Pharmacokinetics of acyclovir in humans following intravenous administration. A model for the development of parenteral antivirals.

Data are reported from three step-wise pharmacokinetic studies in 43 patients who received acyclovir. Dosage regimens began at 0.5 mg/kg administered as a single dose intravenously and were increased to 15 mg/kg per dose given three times daily for five days. All patients evaluated were immunocompromised by underlying disease or received cytolytic and/or cytotoxic therapy. Patients with virologically confirmed herpes simplex or zoster infections were assessed in the multiday, multidose pharmacokinetic trial. Postinfusion plasma concentrations of acyclovir declined in a biphasic manner such that the plasma-concentration time data were fitted by a two-compartment, open-model with zero-order input.
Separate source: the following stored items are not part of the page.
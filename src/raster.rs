//! Raster images and the input kinds accepted for the base layer
//!
//! A `Raster` is the displayable form of an image: 8-bit samples in one of
//! three pixel formats. Callers hand images over as an `ImageSource`, which
//! covers the numeric buffers, file paths and decoded images the viewer
//! understands. Anything else is rejected with `UnsupportedInputKind`.

use std::path::{Path, PathBuf};
use std::str::FromStr;

use egui::ColorImage;
use image::DynamicImage;

use crate::error::{Result, ViewerError};

/// Pixel layout of a raster
#[derive(Clone, Copy, Debug, PartialEq, Eq)]
pub enum PixelFormat {
    Gray,
    Rgb,
    Rgba,
}

impl PixelFormat {
    /// Number of 8-bit samples per pixel
    pub fn channels(&self) -> u32 {
        match self {
            PixelFormat::Gray => 1,
            PixelFormat::Rgb => 3,
            PixelFormat::Rgba => 4,
        }
    }

    /// Format for a channel count, if the viewer can display it
    pub fn from_channels(channels: u32) -> Option<Self> {
        match channels {
            1 => Some(PixelFormat::Gray),
            3 => Some(PixelFormat::Rgb),
            4 => Some(PixelFormat::Rgba),
            _ => None,
        }
    }
}

/// An immutable 8-bit image, replaced wholesale rather than edited
#[derive(Clone, Debug, PartialEq)]
pub struct Raster {
    width: u32,
    height: u32,
    format: PixelFormat,
    data: Vec<u8>,
}

impl Raster {
    /// Wrap interleaved samples; the buffer length must match the dimensions
    pub fn new(width: u32, height: u32, format: PixelFormat, data: Vec<u8>) -> Result<Self> {
        check_len(width, height, format.channels(), data.len())?;
        Ok(Self {
            width,
            height,
            format,
            data,
        })
    }

    /// For buffers whose length is correct by construction
    pub(crate) fn from_parts(width: u32, height: u32, format: PixelFormat, data: Vec<u8>) -> Self {
        debug_assert_eq!(
            data.len(),
            (width as usize) * (height as usize) * (format.channels() as usize)
        );
        Self {
            width,
            height,
            format,
            data,
        }
    }

    pub fn width(&self) -> u32 {
        self.width
    }

    pub fn height(&self) -> u32 {
        self.height
    }

    /// (width, height)
    pub fn dimensions(&self) -> (u32, u32) {
        (self.width, self.height)
    }

    pub fn format(&self) -> PixelFormat {
        self.format
    }

    pub fn as_bytes(&self) -> &[u8] {
        &self.data
    }

    /// Samples of the pixel at column `x`, row `y`
    pub fn pixel(&self, x: u32, y: u32) -> Option<&[u8]> {
        if x >= self.width || y >= self.height {
            return None;
        }
        let channels = self.format.channels() as usize;
        let idx = ((y as usize) * (self.width as usize) + (x as usize)) * channels;
        self.data.get(idx..idx + channels)
    }

    /// Convert a decoded image, keeping 8-bit gray/RGB/RGBA layouts as they are
    pub fn from_dynamic(image: DynamicImage) -> Self {
        let (width, height) = (image.width(), image.height());
        let (format, data) = match image {
            DynamicImage::ImageLuma8(buf) => (PixelFormat::Gray, buf.into_raw()),
            DynamicImage::ImageRgb8(buf) => (PixelFormat::Rgb, buf.into_raw()),
            DynamicImage::ImageRgba8(buf) => (PixelFormat::Rgba, buf.into_raw()),
            other @ DynamicImage::ImageLuma16(_) => (PixelFormat::Gray, other.to_luma8().into_raw()),
            other => (PixelFormat::Rgba, other.to_rgba8().into_raw()),
        };
        Self {
            width,
            height,
            format,
            data,
        }
    }

    /// Build an egui image for texture upload
    pub fn to_color_image(&self) -> ColorImage {
        let size = [self.width as usize, self.height as usize];
        match self.format {
            PixelFormat::Gray => ColorImage::from_gray(size, &self.data),
            PixelFormat::Rgb => ColorImage::from_rgb(size, &self.data),
            PixelFormat::Rgba => ColorImage::from_rgba_unmultiplied(size, &self.data),
        }
    }
}

/// A numeric buffer with explicit dimensions and channel count
#[derive(Clone, Debug, PartialEq)]
pub struct Grid<T> {
    width: u32,
    height: u32,
    channels: u32,
    data: Vec<T>,
}

impl<T> Grid<T> {
    /// Create a grid of `channels` interleaved samples per pixel (1, 3 or 4)
    pub fn new(width: u32, height: u32, channels: u32, data: Vec<T>) -> Result<Self> {
        if PixelFormat::from_channels(channels).is_none() {
            return Err(ViewerError::UnsupportedInputKind(format!(
                "{} channels per pixel (expected 1, 3 or 4)",
                channels
            )));
        }
        check_len(width, height, channels, data.len())?;
        Ok(Self {
            width,
            height,
            channels,
            data,
        })
    }

    /// Single-channel grid
    pub fn gray(width: u32, height: u32, data: Vec<T>) -> Result<Self> {
        Self::new(width, height, 1, data)
    }

    pub fn dimensions(&self) -> (u32, u32) {
        (self.width, self.height)
    }

    pub fn channels(&self) -> u32 {
        self.channels
    }

    pub fn data(&self) -> &[T] {
        &self.data
    }

    fn format(&self) -> PixelFormat {
        // channel count is validated in `new`
        PixelFormat::from_channels(self.channels).unwrap_or(PixelFormat::Gray)
    }
}

/// Element type of an untyped sample buffer (Rust-style names: "u8", "f64", ...)
#[derive(Clone, Copy, Debug, PartialEq, Eq)]
pub enum SampleKind {
    U8,
    I8,
    U16,
    I16,
    U32,
    I32,
    U64,
    I64,
    F32,
    F64,
}

impl SampleKind {
    pub fn is_integer(&self) -> bool {
        !matches!(self, SampleKind::F32 | SampleKind::F64)
    }

    pub fn name(&self) -> &'static str {
        match self {
            SampleKind::U8 => "u8",
            SampleKind::I8 => "i8",
            SampleKind::U16 => "u16",
            SampleKind::I16 => "i16",
            SampleKind::U32 => "u32",
            SampleKind::I32 => "i32",
            SampleKind::U64 => "u64",
            SampleKind::I64 => "i64",
            SampleKind::F32 => "f32",
            SampleKind::F64 => "f64",
        }
    }
}

impl FromStr for SampleKind {
    type Err = ViewerError;

    fn from_str(s: &str) -> Result<Self> {
        match s {
            "u8" => Ok(SampleKind::U8),
            "i8" => Ok(SampleKind::I8),
            "u16" => Ok(SampleKind::U16),
            "i16" => Ok(SampleKind::I16),
            "u32" => Ok(SampleKind::U32),
            "i32" => Ok(SampleKind::I32),
            "u64" => Ok(SampleKind::U64),
            "i64" => Ok(SampleKind::I64),
            "f32" => Ok(SampleKind::F32),
            "f64" => Ok(SampleKind::F64),
            other => Err(ViewerError::UnsupportedInputKind(format!(
                "sample type '{}'",
                other
            ))),
        }
    }
}

/// Everything `set_base_image` accepts
#[derive(Clone, Debug)]
pub enum ImageSource {
    /// Floats assumed to be in [0, 1], scaled by 255
    Normalized(Grid<f64>),
    /// 8-bit samples, used as-is
    Bytes(Grid<u8>),
    /// Image file on disk (PNG, JPEG, BMP, TIFF)
    Path(PathBuf),
    /// An already decoded image
    Decoded(DynamicImage),
    /// Pixels ready for display
    Raster(Raster),
}

impl ImageSource {
    /// Interpret a buffer of samples according to its element type.
    ///
    /// Float kinds become `Normalized`; integer kinds are taken to already be
    /// in 8-bit range and are clamped into it.
    pub fn from_samples(
        kind: SampleKind,
        samples: Vec<f64>,
        width: u32,
        height: u32,
        channels: u32,
    ) -> Result<Self> {
        if kind.is_integer() {
            let bytes = samples.into_iter().map(|v| v.clamp(0.0, 255.0) as u8).collect();
            Ok(ImageSource::Bytes(Grid::new(width, height, channels, bytes)?))
        } else {
            Ok(ImageSource::Normalized(Grid::new(width, height, channels, samples)?))
        }
    }

    /// Short description for log messages
    pub fn kind_name(&self) -> &'static str {
        match self {
            ImageSource::Normalized(_) => "normalized float grid",
            ImageSource::Bytes(_) => "8-bit grid",
            ImageSource::Path(_) => "image file",
            ImageSource::Decoded(_) => "decoded image",
            ImageSource::Raster(_) => "raster",
        }
    }

    /// Produce the displayable raster, loading from disk for `Path`
    pub fn into_raster(self) -> Result<Raster> {
        match self {
            ImageSource::Normalized(grid) => {
                let format = grid.format();
                let data = grid.data.iter().map(|&v| float_to_u8(v)).collect();
                Raster::new(grid.width, grid.height, format, data)
            }
            ImageSource::Bytes(grid) => {
                let format = grid.format();
                Raster::new(grid.width, grid.height, format, grid.data)
            }
            ImageSource::Path(path) => load_path(&path),
            ImageSource::Decoded(image) => Ok(Raster::from_dynamic(image)),
            ImageSource::Raster(raster) => Ok(raster),
        }
    }
}

impl From<PathBuf> for ImageSource {
    fn from(path: PathBuf) -> Self {
        ImageSource::Path(path)
    }
}

impl From<&Path> for ImageSource {
    fn from(path: &Path) -> Self {
        ImageSource::Path(path.to_path_buf())
    }
}

impl From<DynamicImage> for ImageSource {
    fn from(image: DynamicImage) -> Self {
        ImageSource::Decoded(image)
    }
}

impl From<Raster> for ImageSource {
    fn from(raster: Raster) -> Self {
        ImageSource::Raster(raster)
    }
}

impl From<Grid<u8>> for ImageSource {
    fn from(grid: Grid<u8>) -> Self {
        ImageSource::Bytes(grid)
    }
}

impl From<Grid<f64>> for ImageSource {
    fn from(grid: Grid<f64>) -> Self {
        ImageSource::Normalized(grid)
    }
}

/// Scale a [0, 1] float to 8 bits; NaN maps to 0, out-of-range values saturate
fn float_to_u8(v: f64) -> u8 {
    if v.is_nan() {
        0
    } else {
        (v * 255.0).clamp(0.0, 255.0) as u8
    }
}

fn load_path(path: &Path) -> Result<Raster> {
    if !path.exists() {
        return Err(ViewerError::FileNotFound {
            path: path.to_path_buf(),
        });
    }
    let image = image::open(path).map_err(|e| match e {
        image::ImageError::IoError(io) if io.kind() == std::io::ErrorKind::NotFound => {
            ViewerError::FileNotFound {
                path: path.to_path_buf(),
            }
        }
        other => ViewerError::Decode {
            path: path.to_path_buf(),
            message: other.to_string(),
        },
    })?;
    Ok(Raster::from_dynamic(image))
}

/// Validate dimensions and that `actual` samples fill them exactly
pub(crate) fn check_len(width: u32, height: u32, channels: u32, actual: usize) -> Result<()> {
    if width == 0 || height == 0 {
        return Err(ViewerError::UnsupportedInputKind(format!(
            "empty {}x{} grid",
            width, height
        )));
    }
    let expected = (width as usize)
        .checked_mul(height as usize)
        .and_then(|n| n.checked_mul(channels as usize))
        .ok_or_else(|| {
            ViewerError::UnsupportedInputKind(format!(
                "{}x{}x{} samples do not fit in memory",
                width, height, channels
            ))
        })?;
    if actual != expected {
        return Err(ViewerError::BufferSizeMismatch {
            width,
            height,
            channels,
            expected,
            actual,
        });
    }
    Ok(())
}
The drug's half-life showed little variation with a mean of 3.16 +/- 0.20 hours. In both single-dose and multiple-dose studies there was dose proportionality with peak plasma levels and area under the plasma concentration-time curve indicating dose-independent pharmacokinetics. The kidney was the principal route of drug clearance with a mean recovery of 60 +/- 12 percent. Renal clearance exceeded creatinine clearance indicating renal tubular secretion of drug. No significant clinical or laboratory evidence of toxicity appeared. These studies provide a foundation for the evaluation of acyclovir in controlled trials.